Born and raised in Philadelphia, Michael says he had little interest in computers until his sophomore year at the city's Drexel University in the early 1980s. After a visit by the late Steve Jobs to the college, everyone bought a computer from Apple.

“Suddenly, I was like, ‘How do these things work?’” Michael says. “So I headed headlong into software.”
Switching his major college course from electrical engineering to computer science set him on an entrepreneurial career path in the technology sector.
After graduating, Michael's first business venture was a software system for investors that studied past stock market conditions to try to predict future performance. It was called Reality Online, and was eventually purchased by the business information company Reuters.
He then obtained a master's degree in business administration from the Wharton School of the University of Pennsylvania and moved to Silicon Valley.
Among other companies he successfully developed and sold were a software system for early portable computers, called Pensoft, and the online money exchange company Dotbank.

However, he lived in California, America's main wine-growing state, and did not like American wine.
“I didn't think I liked wine when I was younger, because I didn't like American things,” he says. “It's often too heavy, too sweet, too alcoholic.
“Then I went to Europe for the first time when I was 28, and tried French wine for the first time. That was a huge revelation.”
“French wines are much more elegant, much more mineral, much more traditional. It's night and day.”
“Then in 2012, we (my wife and I) moved to Paris for a year, just to take a break, and I started looking more intensely at doing something in wine in France. We went to Burgundy, and I thought to myself ‘This is it, this is ground zero, this is it. Standard. “I really liked the wines of Burgundy.”

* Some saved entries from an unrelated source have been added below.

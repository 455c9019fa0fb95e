//! Ordered set of learning objects loaded for one session.

use std::fs;
use std::path::Path;

use log::{info, warn};

use crate::domain::LearningObject;
use crate::error::{Result, XueError};

use super::container;

/// File extension of learning-object containers
pub const CONTAINER_EXTENSION: &str = "xue";

/// The learning objects available to a session, in load order.
#[derive(Debug, Clone, Default, PartialEq)]
pub struct Collection {
    items: Vec<LearningObject>,
}

impl Collection {
    pub fn new(items: Vec<LearningObject>) -> Self {
        Self { items }
    }

    /// Load every `.xue` container in `dir`, sorted by file name.
    ///
    /// Containers that fail to load are skipped with a warning.
    pub fn load_dir(dir: impl AsRef<Path>) -> Result<Self> {
        let dir = dir.as_ref();
        if !dir.is_dir() {
            return Err(XueError::NotFound(dir.to_path_buf()));
        }

        let mut paths: Vec<_> = fs::read_dir(dir)?
            .filter_map(|entry| entry.ok().map(|e| e.path()))
            .filter(|p| p.is_file() && p.extension().is_some_and(|ext| ext == CONTAINER_EXTENSION))
            .collect();
        paths.sort();

        let mut items = Vec::with_capacity(paths.len());
        for path in paths {
            match container::load(&path) {
                Ok(object) => items.push(object),
                Err(e) => warn!("Skipping {}: {}", path.display(), e),
            }
        }

        info!("Loaded {} learning object(s) from {}", items.len(), dir.display());
        Ok(Self { items })
    }

    /// Keep only user-flagged items
    pub fn flagged_only(self) -> Self {
        Self {
            items: self.items.into_iter().filter(|o| o.flagged).collect(),
        }
    }

    pub fn len(&self) -> usize {
        self.items.len()
    }

    pub fn is_empty(&self) -> bool {
        self.items.is_empty()
    }

    pub fn items(&self) -> &[LearningObject] {
        &self.items
    }

    pub fn get(&self, index: usize) -> Option<&LearningObject> {
        self.items.get(index)
    }

    pub fn get_mut(&mut self, index: usize) -> Option<&mut LearningObject> {
        self.items.get_mut(index)
    }

    pub fn iter(&self) -> impl Iterator<Item = &LearningObject> {
        self.items.iter()
    }

    pub fn into_items(self) -> Vec<LearningObject> {
        self.items
    }
}

impl From<Vec<LearningObject>> for Collection {
    fn from(items: Vec<LearningObject>) -> Self {
        Self::new(items)
    }
}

The Burgundy region is home to some of the world's most valuable and expensive wines, producing mostly white wines made from Chardonnay grapes, and red wines made from Pinot Noir. Wineries and vineyards are often very small, with some producers having a few rows or plots of vines here and there.

The area is located about 300 kilometers (180 miles) southeast of Paris, and until recent years was unofficially closed to foreign investment because the current French owners get first refusal on any nearby wineries, vineyards and plots of land offered for sale. They are mostly cut off.

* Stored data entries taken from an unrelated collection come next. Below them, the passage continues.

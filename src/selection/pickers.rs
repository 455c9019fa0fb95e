//! Random, weighted and sequential pickers.

use log::debug;
use rand::distr::Distribution;
use rand::distr::weighted::WeightedIndex;
use rand::rngs::StdRng;
use rand::{Rng, SeedableRng};

use crate::domain::Stats;
use crate::error::{Result, XueError};
use crate::store::Collection;

use super::Picker;

/// Laplace-smoothed weight: `(times_incorrect + 1) / (times_played + 1)`.
///
/// Never zero, so no item is starved.
pub fn weight(stats: &Stats) -> f64 {
    (f64::from(stats.times_incorrect) + 1.0) / (f64::from(stats.times_played) + 1.0)
}

/// Normalized weighted-selection probabilities, in collection order
pub fn selection_probabilities(collection: &Collection) -> Result<Vec<f64>> {
    if collection.is_empty() {
        return Err(XueError::EmptyCollection);
    }
    let weights: Vec<f64> = collection.iter().map(|o| weight(&o.stats)).collect();
    let total: f64 = weights.iter().sum();
    Ok(weights.into_iter().map(|w| w / total).collect())
}

/// Uniform choice, no state
pub struct RandomPicker {
    rng: StdRng,
}

impl RandomPicker {
    pub fn new() -> Self {
        Self {
            rng: StdRng::from_os_rng(),
        }
    }

    pub fn with_seed(seed: u64) -> Self {
        Self {
            rng: StdRng::seed_from_u64(seed),
        }
    }
}

impl Default for RandomPicker {
    fn default() -> Self {
        Self::new()
    }
}

impl Picker for RandomPicker {
    fn select_next(&mut self, collection: &Collection) -> Result<usize> {
        if collection.is_empty() {
            return Err(XueError::EmptyCollection);
        }
        Ok(self.rng.random_range(0..collection.len()))
    }

    fn name(&self) -> &'static str {
        "random"
    }
}

/// Favors items with errors or few plays; reads live stats on every draw
pub struct WeightedPicker {
    rng: StdRng,
}

impl WeightedPicker {
    pub fn new() -> Self {
        Self {
            rng: StdRng::from_os_rng(),
        }
    }

    pub fn with_seed(seed: u64) -> Self {
        Self {
            rng: StdRng::seed_from_u64(seed),
        }
    }
}

impl Default for WeightedPicker {
    fn default() -> Self {
        Self::new()
    }
}

impl Picker for WeightedPicker {
    fn select_next(&mut self, collection: &Collection) -> Result<usize> {
        let probabilities = selection_probabilities(collection)?;
        let dist = WeightedIndex::new(&probabilities).map_err(|_| XueError::EmptyCollection)?;
        let index = dist.sample(&mut self.rng);
        debug!("Weighted pick {} (p={:.3})", index, probabilities[index]);
        Ok(index)
    }

    fn name(&self) -> &'static str {
        "weighted"
    }
}

/// Round-robin over load order.
///
/// The cursor belongs to the collection it was built for; build a new one per
/// session.
pub struct SequentialPicker {
    cursor: usize,
    len: usize,
}

impl SequentialPicker {
    pub fn new(collection: &Collection) -> Self {
        Self {
            cursor: 0,
            len: collection.len(),
        }
    }

    /// Position the next call will return
    pub fn cursor(&self) -> usize {
        self.cursor
    }
}

impl Picker for SequentialPicker {
    fn select_next(&mut self, collection: &Collection) -> Result<usize> {
        if collection.is_empty() {
            return Err(XueError::EmptyCollection);
        }
        if collection.len() != self.len {
            debug!(
                "Sequential picker built for {} items, collection has {}",
                self.len,
                collection.len()
            );
            self.len = collection.len();
        }
        let index = self.cursor % self.len;
        self.cursor = (index + 1) % self.len;
        Ok(index)
    }

    fn name(&self) -> &'static str {
        "sequential"
    }
}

For this reason, foreign investment in French wine has historically been focused on the larger Bordeaux region, near the Atlantic coast in the country's southwest.

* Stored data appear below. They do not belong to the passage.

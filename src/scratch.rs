//! Scratch directory helpers for extracted assets.
//!
//! Extracted clips are named `{uuid}_{entry}` so concurrent extractions of
//! the same object never collide. The engine sweeps the directory after
//! every item, keeping only files still in use.

use std::fs;
use std::path::{Path, PathBuf};

use log::{debug, warn};
use uuid::Uuid;

use crate::error::Result;

/// Collision-free path for an extracted entry inside `dir`
pub fn unique_path(dir: &Path, entry_name: &str) -> PathBuf {
    let file_name = Path::new(entry_name)
        .file_name()
        .map(|n| n.to_string_lossy().into_owned())
        .unwrap_or_else(|| "asset".to_string());
    dir.join(format!("{}_{}", Uuid::new_v4().simple(), file_name))
}

/// Remove every file in `dir` except those listed in `keep`.
///
/// Files that can't be removed (still open elsewhere) are logged and left for
/// the next sweep. Returns the number of files removed.
pub fn clean(dir: &Path, keep: &[PathBuf]) -> Result<usize> {
    if !dir.exists() {
        return Ok(0);
    }

    let mut removed = 0;
    for entry in fs::read_dir(dir)? {
        let entry = entry?;
        let path = entry.path();
        if !path.is_file() || keep.iter().any(|k| k == &path) {
            continue;
        }
        match fs::remove_file(&path) {
            Ok(()) => removed += 1,
            Err(e) => warn!("Could not delete {}: {}", path.display(), e),
        }
    }

    if removed > 0 {
        debug!("Removed {} scratch file(s) from {}", removed, dir.display());
    }
    Ok(removed)
}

Michael was able to purchase Chateau de Pommard, and become the first American to buy a winery in Burgundy, thanks to a bit of luck – the previous owner had established the company he controlled in Luxembourg rather than France.
He now divides his time between Burgundy and Silicon Valley. “It's fun to go back and forth and experience two completely different worlds,” he says.
Since Michael invested in Burgundy, another American has followed suit – billionaire sportsman Stan Kroenke, owner of the American football team Los Angeles Rams and the English club Arsenal.


Tom Ashworth, chief executive of UK wine merchants Yap Brothers, says there is growing international interest in buying the best wineries in the Burgundy region, because the wines produced by these companies have risen in global popularity in recent years.
“It's not very surprising that while wine investors have shifted their attention from buying Bordeaux to Burgundy bottles over the past decade, billionaires are snapping up the ranges themselves,” says Ashworth.
He adds that it also helps that Burgundy's most famous sub-region – the Côte d'Or – is much more beautiful than the main vineyard region of Bordeaux.
But if Michael had to choose just one region – Silicon Valley or Burgundy – which region would he choose?
“They're like chocolate and peanut butter, and I love them both,” he says.